One study in the US, UK and Australia shows this trend, and how digital contracts can be improved beyond mere modernization.

As the world migrates to hybrid working environments and all-digital workflows, digital agreements and contracts are set to become more common.

In a survey of 1,400 enterprise workers across the US, the UK and Australia to study how digital signing of documents is expected to evolve, Adobe has discovered three factors worth watching. 

  1. 56% of enterprise employees found that the digital agreements they managed at work were “much more secure” than physical agreements. With a higher demand for documents on the cloud as organizations collaborate online, the respondents were inclined to utilize digital document management software and systems that aligned with their security and compliance standards.
  2. Pandemic-driven need for digital signing  
    In the current pandemic era, a high percentage of enterprise employees in the survey needed or preferred to sign agreements digitally, including job-related agreements (65%) and personal documents like child-care agreements (64%) or paperwork for medical consultations (63%).

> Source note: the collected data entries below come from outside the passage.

//! PostgreSQL target driver.
//!
//! - [`PostgresWriter`]: pooled target writer
//! - [`PostgresSession`]: per-job batch executor with savepoint replay
//! - [`dialect`]: identifier quoting and insert-if-absent SQL

pub mod dialect;
mod writer;

pub use writer::{PostgresSession, PostgresWriter};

    This signals a shift to digital documents and signatures as organizations adapt to new realities of the workplace.
  3. Gender-specific trends towards digital signing
    Male enterprise employees in the survey were more likely than women to be a necessary signatory for a document (88% vs 82%), or more likely to be the final signatory for a document or agreement to be approved or completed (75% vs 61%).Enterprise employees in the survey indicated sending out an average of three follow ups, and the agreements took nearly eight days from start to finish. Women enterprise employees in the survey reported spending an average of 27 more minutes than men to secure signatures.

The survey suggests that organizations can take modernization one step further beyond technology—by using culturally-sensitive phrases and offering more flexible options for signees, to increase inclusivity and diversity.